Opzioni Binarie: strategie fondamentali per il successo

trading opzioni 1Ogni qualvolta si tratta l’ardente tema delle opzioni binarie, la storia è sempre la stessa: giornali, televisione, esperti più o meno tali e via dicendo asseriscono che si tratti di un settore di facile utilizzo, di un qualcosa da prendere alla leggera, di un tema da non trattare con troppa serietà e di una possibilità di guadagno da considerare più che facile. Eppure la realtà dei fatti è ben diversa rispetto a quella che si vorrebbe far credere: il forex non è affatto considerabile come il prendere un capuccino al bar, ma anzi, prende in carico una questione da affrontare con le dovute cautele e con tutta la preparazione possibile. Di conseguenza il primo grande consiglio che potremmo dare in questo senso è il “diffidare dal sentito dire”.

Il Money Management

Dopodiché occorre pianificare una strategia di money management (molto ben spiegata qui di seguito: www.leopzionibinarie.it/strategie-opzioni-binarie) che ci permetta di gestire al meglio le nostre disponibilità economiche così da evitare di veder perdere denaro su denaro in maniera del tutto inconsistente. I metodi davvero vincenti nell’ambito del trading sono difatti quelli basati su regole ferree e su una rigidità di fondo alla quale non dovremmo mai scendere a compromessi: la disciplina non va affatto considerata come un’attentato alla nostra persona, ma anzi, va eletta prorpio come una condizione che ci permetterà di guadagnare in maniera costante e soddisfacente.

Il disordine non ha mai premiato nessuno nè tanto meno lo ha mai fatto l’improvvisazione, soprattutto nell’ambito di un mondo che si affida alla matematica, alla logica e allo studio. In realtà il “fattore fortuna” potrebbe premiarci in una singola operazione ed in forza di ciò convincerci che affidarsi al caso, in fin dei conti, non sia poi così male: ma crediamo davvero che le energie positive possano assisterci anche nel lungo periodo? I nodi, prima o poi, vengono al pettine.

Lo Stop-Loss

Per quel che riguarda il discorso della gestione di capitale, un ruolo di primissimo piano lo assume il concetto dello stop-loss, ovvero quell’elemento che rappresenta il “quanto siamo disposti a perdere su quella posizione“. Valutiamo quindi il capitale che abbiamo tra le mani, estraiamo un valore che intendiamo dirigere su quel determinato investimento e da questa cifra estrapoliamo una percentuale che siamo disposti a perdere senza farci sballare tutti i conti.

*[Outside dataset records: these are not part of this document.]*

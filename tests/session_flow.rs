use modqueue::cache::{DirStore, MemoryStore};
use modqueue::storage::collect_candidates;
use modqueue::{
    BackAction, HeaderProber, InvalidModule, LocalStorage, PlaybackSession, QueueMode,
    SessionSettings, ValidityCache,
};
use std::fs;
use std::path::{Path, PathBuf};
use std::sync::Arc;
use std::time::Duration;
use tempfile::tempdir;

fn write_it(dir: &Path, file: &str, title: &str) -> PathBuf {
    let mut bytes = b"IMPM".to_vec();
    bytes.extend_from_slice(title.as_bytes());
    bytes.resize(192, 0);
    let path = dir.join(file);
    fs::write(&path, bytes).unwrap();
    path
}

fn write_mod(dir: &Path, file: &str, title: &str) -> PathBuf {
    let mut bytes = title.as_bytes().to_vec();
    bytes.resize(1080, 0);
    bytes.extend_from_slice(b"M.K.");
    bytes.resize(2048, 0);
    let path = dir.join(file);
    fs::write(&path, bytes).unwrap();
    path
}

fn settings(shuffle: bool, looping: bool, keep_first: bool) -> SessionSettings {
    SessionSettings {
        mode: QueueMode {
            shuffle,
            looping,
            keep_first,
        },
        probe_timeout: Duration::from_secs(5),
        probe_concurrency: 4,
        restart_threshold: Duration::from_secs(3),
    }
}

#[tokio::test]
async fn test_directory_session_plays_in_name_order() {
    let music = tempdir().unwrap();
    write_mod(music.path(), "01-intro.mod", "intro");
    fs::write(music.path().join("02-notes.txt"), "liner notes").unwrap();
    write_it(music.path(), "03-main.it", "main theme");
    write_mod(music.path(), "04-outro.mod", "outro");

    let cache = ValidityCache::new(MemoryStore::new(), HeaderProber::new(), LocalStorage);
    let cache = Arc::new(cache);
    let candidates = collect_candidates(&[music.path().to_path_buf()]);
    assert_eq!(candidates.len(), 4);

    let session = PlaybackSession::start(cache, candidates, 0, settings(false, false, false))
        .await
        .unwrap();

    let mut titles = vec![session.now_playing().await.unwrap().unwrap().entry.title()];
    while let Some(entry) = session.advance().await.unwrap() {
        titles.push(entry.title());
    }
    assert_eq!(titles, vec!["intro", "main theme", "outro"]);
}

#[tokio::test]
async fn test_looping_shuffle_covers_every_file_each_lap() {
    let music = tempdir().unwrap();
    for i in 0..7 {
        write_it(music.path(), &format!("{}.it", i), &format!("song {}", i));
    }

    let cache = ValidityCache::new(MemoryStore::new(), HeaderProber::new(), LocalStorage);
    let cache = Arc::new(cache);
    let candidates = collect_candidates(&[music.path().to_path_buf()]);
    let session = PlaybackSession::start(cache, candidates, 3, settings(true, true, true))
        .await
        .unwrap();

    let first = session.now_playing().await.unwrap().unwrap();
    assert_eq!(first.entry.title(), "song 3");
    assert_eq!(first.total, 7);

    let mut lap = vec![first.entry.title()];
    for _ in 1..7 {
        lap.push(session.advance().await.unwrap().unwrap().title());
    }
    lap.sort();
    lap.dedup();
    assert_eq!(lap.len(), 7);

    // wraps instead of stopping
    let wrapped = session.advance().await.unwrap();
    assert!(wrapped.is_some());
    assert_eq!(session.now_playing().await.unwrap().unwrap().position, 1);

    let back = session.go_back(Duration::ZERO).await.unwrap();
    assert!(matches!(back, BackAction::Previous(_)));
    assert_eq!(session.now_playing().await.unwrap().unwrap().position, 7);
}

#[tokio::test]
async fn test_verdicts_survive_a_restart_of_the_cache() {
    let music = tempdir().unwrap();
    let cache_dir = tempdir().unwrap();
    let song = write_mod(music.path(), "keep.mod", "keeper");
    let junk = music.path().join("junk.bin");
    fs::write(&junk, vec![0xffu8; 4096]).unwrap();

    {
        let store = DirStore::new(cache_dir.path()).unwrap();
        let cache = ValidityCache::new(store, HeaderProber::new(), LocalStorage);
        assert_eq!(cache.probe(&song).unwrap().name, "keeper");
        assert!(matches!(cache.probe(&junk), Err(InvalidModule::Rejected { .. })));
    }

    let store = DirStore::new(cache_dir.path()).unwrap();
    let cache = ValidityCache::new(store, HeaderProber::new(), LocalStorage);
    assert!(matches!(cache.probe(&junk), Err(InvalidModule::Skipped { .. })));
    assert!(!cache.is_valid(&junk));
    assert_eq!(cache.probe(&song).unwrap().module_type, "Protracker (M.K.)");

    // a rewritten file with a different length is probed afresh
    write_it(music.path(), "keep.mod", "now an it");
    assert_eq!(cache.probe(&song).unwrap().name, "now an it");

    assert!(cache.delete_file(&song));
    assert!(!song.exists());
    assert!(!cache.is_valid(&song));
}

#[tokio::test]
async fn test_enqueue_while_playing_keeps_history() {
    let music = tempdir().unwrap();
    let first = write_mod(music.path(), "a.mod", "a");
    let second = write_mod(music.path(), "b.mod", "b");

    let cache = ValidityCache::new(MemoryStore::new(), HeaderProber::new(), LocalStorage);
    let cache = Arc::new(cache);
    let session = PlaybackSession::start(cache, vec![first, second], 0, settings(true, false, true))
        .await
        .unwrap();
    session.advance().await.unwrap().unwrap();
    let before = session.now_playing().await.unwrap().unwrap();

    let more = vec![
        write_it(music.path(), "c.it", "c"),
        write_it(music.path(), "d.it", "d"),
        music.path().join("missing.it"),
    ];
    let report = session.enqueue(more).await.unwrap();
    assert_eq!(report.added, 2);
    assert_eq!(report.rejected.len(), 1);

    let now = session.now_playing().await.unwrap().unwrap();
    assert_eq!(now.entry, before.entry);
    assert_eq!(now.position, 2);
    assert_eq!(now.total, 4);

    let mut rest = Vec::new();
    while let Some(entry) = session.advance().await.unwrap() {
        rest.push(entry.title());
    }
    rest.sort();
    assert_eq!(rest, vec!["c", "d"]);
}
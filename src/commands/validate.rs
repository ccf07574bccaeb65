use crate::commands::common::CommonArgs;
use clap::Parser;
use github_exporter::Result;

#[derive(Parser, Debug)]
pub struct ValidateArgs {
    #[command(flatten)]
    pub common: CommonArgs,
}

#[expect(clippy::unnecessary_wraps, reason = "Consistent interface with other subcommands")]
pub fn validate_config(args: &ValidateArgs) -> Result<()> {
    match args.common.load_config() {
        Ok(config) => {
            println!("Configuration validation successful");
            if let Some(path) = &args.common.config {
                println!("Config file: {path}");
            } else {
                println!("Using default configuration (no config file given)");
            }

            println!("API URL      : {}", config.api_url);
            println!("Organisations: {}", config.organisations.len());
            println!("Users        : {}", config.users.len());
            println!("Repositories : {}", config.repositories.len());
            if config.github_app.is_some() {
                println!("Credential   : GitHub App installation token");
            } else if config.token.is_some() || config.token_file.is_some() {
                println!("Credential   : static token");
            } else {
                println!("Credential   : none (anonymous)");
            }
            Ok(())
        }
        Err(e) => {
            eprintln!("❌ Configuration validation failed: {e}");
            std::process::exit(1);
        }
    }
}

Il calcolo degli stop-loss avviene in maniera pressoché istantanea ogni qualvolta si a che fare con il trading veloce ovverosia con il day-trading, lo scalping e le opzioni a breve scadenza; di contro questa tecnica va valutata contemporaneamente ad altri fattori (come il range di volatilità) nel caso in cui si abbia a che fare con il trading più a lungo termine altrimenti noto come “trading overnight“.

Occhio alle emozioni

Probabilmente lo sappiamo già: le emozioni sono le nemiche numero uno per una buona esperienza borsistica. Poc’anzi abbiamo parlato di organizzazione e disciplina, due concetti che oseremmo definire fondamentali non solo a livello “esterno” quanto anche su un piano puramente “interno” e mentale. Affidarsi all’impulsività vuol perciò dire andare incontro ad errori gravi, ad una perdita pressoché certa nonché all’ecatombe vera e propria della nostra esperienza professionale. Se impariamo a controllare lucidità e razionalità possiamo dire di aver già appreso buona parte del lavoro necessario per operare con successo nel trading e, più in particolare, con le opzioni binarie!

Non dimentichiamo che l’economia e la finanza sono certamente impregnate di percezioni soggettive, ma che per la gran parte della loro stessa ragion d’essere hanno una natura prettamente matematica e fortemente razionalistica!